Roumier 1969 Morey Saint-Denis Clos de la Bussière “1er Cru” (Burgundy) – Tentative and tired as the cork is removed, yet there’s a low pulse of strength within, and the finish is surprisingly broad despite the wan aromatics and over-resolved structure. And then, as one hopes, it grows. First in outlines…a bit of wiry structure here, the desiccated residue of red fruit dust there. Then the basic hues – antiqued cherry, soft earth tones – gaining intensity and fullness as succeeding coats are applied. After fundamental vibrancy is achieved, the detail work begins: filigrees of hazelnut and Perigord truffle, a plateau of beautifully mature darker berries, and layers upon layers of rich, fertile earth. As the work continues, the finish not only continues to broaden, but deepens as well, and recapitulations of the primary themes come rumbling from those depths, enveloping the palate in satin memory. It’s so typical as to be a cliché with wines like this, but the last sip is both the best and cloudy with dregs of regret at its finality; to liken the experience to drinking the sunset is to employ more than one metaphor. (6/09)

Peyraud “Domaine Tempier” 1993 Bandol “Cuvée Spéciale” La Tourtine (Provence) – Surprisingly, almost shockingly, primary.
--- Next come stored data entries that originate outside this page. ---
//! 周期编排器
//!
//! 驱动「指令 → 事务 → 解码 → 打戳 → 落盘 → 睡眠」的确定性周期，
//! 同时守住三条硬约束：
//!
//! - 每个完成的周期**恰好**追加一条样本记录，时间戳单调不减；
//! - 单伺服缺应答只在记录里留空字段，绝不让周期崩溃；
//! - 周期超支时宁可整体落后，也不跳过落盘（睡眠量
//!   `max(0, period - elapsed_in_cycle)`，永不为负）。
//!
//! 状态机：`Uninitialized → FaultClearing → Running → Terminated`。
//! `Terminated` 只在致命的传输/落盘错误时进入；正常情况下回路一直
//! 运行到进程收到停止信号。

use crate::config::{Joint, ServoConfig};
use crate::error::CollectError;
use crate::force::ForceSource;
use crate::sink::{DatasetSink, SampleRecord};
use crate::trajectory::SineTrajectory;
use spin_sleep::SpinSleeper;
use std::collections::HashMap;
use std::sync::atomic::{AtomicBool, Ordering};
use std::time::{Duration, Instant};
use strider_driver::{ServoCommand, Transport};
use strider_protocol::{PositionCommand, RegisterValues};
use tracing::{debug, error, info, trace};

/// 编排器状态
#[derive(Debug, Clone, Copy, PartialEq, Eq)]
pub enum CollectorPhase {
    /// 尚未启动
    Uninitialized,
    /// 正在发送停止指令清除锁存故障
    FaultClearing,
    /// 周期回路运行中
    Running,
    /// 因致命错误终止
    Terminated,
}

/// 一次运行的统计
#[derive(Debug, Clone, Copy, Default, PartialEq, Eq)]
pub struct CycleStats {
    /// 完成的周期数（== 追加的样本行数）
    pub cycles: u64,
    /// 缺应答的伺服周期次数（每伺服每周期计一次）
    pub missed_replies: u64,
    /// 周期超支次数（忙时超过目标周期）
    pub overruns: u64,
}

struct ServoSlot {
    id: u8,
    joint: Joint,
    trajectory: SineTrajectory,
}

/// 周期编排器
///
/// 独占数据集句柄和传输会话；力传感器缺席时照常运行（Force 列留空）。
pub struct Collector<T: Transport, F: ForceSource> {
    transport: T,
    force: Option<F>,
    sink: DatasetSink,
    servos: Vec<ServoSlot>,
    episode: String,
    period: Duration,
    max_cycles: Option<u64>,
    phase: CollectorPhase,
}

impl<T: Transport, F: ForceSource> Collector<T, F> {
    pub fn new(
        transport: T,
        force: Option<F>,
        sink: DatasetSink,
        episode: impl Into<String>,
        period: Duration,
        servos: &[ServoConfig],
    ) -> Self {
        let servos = servos
            .iter()
            .map(|s| ServoSlot {
                id: s.id,
                joint: s.joint,
                trajectory: SineTrajectory::new(s.amplitude),
            })
            .collect();

        Self {
            transport,
            force,
            sink,
            servos,
            episode: episode.into(),
            period,
            max_cycles: None,
            phase: CollectorPhase::Uninitialized,
        }
    }

    /// 限定最大周期数（用于测试或定时采集，`None` = 无限运行）
    pub fn with_max_cycles(mut self, max_cycles: u64) -> Self {
        self.max_cycles = Some(max_cycles);
        self
    }

    /// 当前状态
    pub fn phase(&self) -> CollectorPhase {
        self.phase
    }

    /// 运行采集回路（阻塞）
    ///
    /// 先对所有伺服发一次停止指令清除锁存故障（是否有确认不影响
    /// 进入周期阶段），然后以固定目标周期运行，直到 `shutdown` 置位、
    /// 达到 `max_cycles`，或发生致命错误。
    ///
    /// # 错误
    /// - `CollectError::Transport`: 总线级故障（已终止）
    /// - `CollectError::Sink`: 数据集写失败（已终止）
    pub fn run(&mut self, shutdown: &AtomicBool) -> Result<CycleStats, CollectError> {
        self.phase = CollectorPhase::FaultClearing;
        info!("Clearing latched servo faults (stop-all)");
        if let Err(e) = self.transport.stop_all() {
            self.phase = CollectorPhase::Terminated;
            error!("Stop-all transaction failed, aborting run: {}", e);
            return Err(e.into());
        }

        self.phase = CollectorPhase::Running;
        info!(
            episode = %self.episode,
            period_ms = self.period.as_millis() as u64,
            "Entering cyclic phase"
        );

        let sleeper = SpinSleeper::default();
        let mut stats = CycleStats::default();
        let mut last_force: Option<String> = None;
        let start = Instant::now();

        loop {
            if shutdown.load(Ordering::Relaxed) {
                info!("Shutdown requested, leaving cyclic phase");
                break;
            }
            if let Some(max) = self.max_cycles
                && stats.cycles >= max
            {
                break;
            }

            let cycle_start = Instant::now();
            let t = start.elapsed().as_secs_f64();

            // 1. 轨迹 → 指令（每条都请求默认寄存器集的应答）
            let commands: Vec<ServoCommand> = self
                .servos
                .iter()
                .map(|slot| {
                    ServoCommand::position(
                        slot.id,
                        &PositionCommand::new(slot.trajectory.setpoint(t)),
                    )
                })
                .collect();

            // 2. 一次多总线事务；总线级故障终止运行
            let replies = match self.transport.cycle(&commands) {
                Ok(replies) => replies,
                Err(e) => {
                    self.phase = CollectorPhase::Terminated;
                    error!("Transport failure, aborting run: {}", e);
                    return Err(e.into());
                },
            };

            // 3. 应答顺序不保证且可能缺条目，按伺服地址索引
            let by_id: HashMap<u8, RegisterValues> =
                replies.into_iter().map(|r| (r.id, r.values)).collect();
            stats.missed_replies += self.servos.len().saturating_sub(by_id.len()) as u64;

            // 4. 轮询力传感器；没有新行就沿用上一条
            if let Some(force) = &mut self.force
                && let Some(line) = force.poll_line()
            {
                last_force = Some(line);
            }

            // 5. 组装并落盘（绝不跳过）
            let record = self.assemble_record(t, &by_id, last_force.clone());
            if let Err(e) = self.sink.append(&record) {
                self.phase = CollectorPhase::Terminated;
                error!("Dataset write failed, aborting run: {}", e);
                return Err(e.into());
            }
            stats.cycles += 1;

            // 6. 睡到下一个调度点：超支时落后而不丢样本
            let busy = cycle_start.elapsed();
            match self.period.checked_sub(busy) {
                Some(remaining) => sleeper.sleep(remaining),
                None => {
                    stats.overruns += 1;
                    trace!(busy_us = busy.as_micros() as u64, "cycle overrun");
                },
            }
        }

        debug!(
            cycles = stats.cycles,
            missed_replies = stats.missed_replies,
            overruns = stats.overruns,
            "Cyclic phase finished"
        );
        Ok(stats)
    }

    fn assemble_record(
        &self,
        t: f64,
        by_id: &HashMap<u8, RegisterValues>,
        force: Option<String>,
    ) -> SampleRecord {
        let mut record = SampleRecord {
            episode: self.episode.clone(),
            timestamp: t,
            position_shank: None,
            position_thigh: None,
            velocity_shank: None,
            velocity_thigh: None,
            torque_shank: None,
            torque_thigh: None,
            force,
        };

        for slot in &self.servos {
            // 缺应答的伺服：对应列保持 None（空字段哨兵）
            let Some(values) = by_id.get(&slot.id) else {
                continue;
            };
            match slot.joint {
                Joint::Shank => {
                    record.position_shank = values.position();
                    record.velocity_shank = values.velocity();
                    record.torque_shank = values.torque();
                },
                Joint::Thigh => {
                    record.position_thigh = values.position();
                    record.velocity_thigh = values.velocity();
                    record.torque_thigh = values.torque();
                },
            }
        }

        record
    }
}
Stuffed with sizzling blackberries and plums, black earth, walnuts, and a blizzard of black pepper. The structure has retreated into the background, but it’s still most definitely there. As intense a Bandol as I’ve ever tasted, in flawless balance, but still so, so young. Ten more years? Twenty? Probably more the latter. (6/09)

There’s also a glass of 1999 Beerenauslese that I don’t bother to remember, even though it’s quite excellent.

The walk home? Only a few blocks of foot-floating bliss. It turned out to be a pretty darn OK birthday after all.

Day 4

This morning, there’s supposed to be a trip to Katz’s for giant towers of pastrami. Instead, there’s a fruit salad from the deli next to the hotel, tea, and a cab to the airport. My next meal might not be until 2010. Perhaps on my next birthday, though I think this one will be hard to top.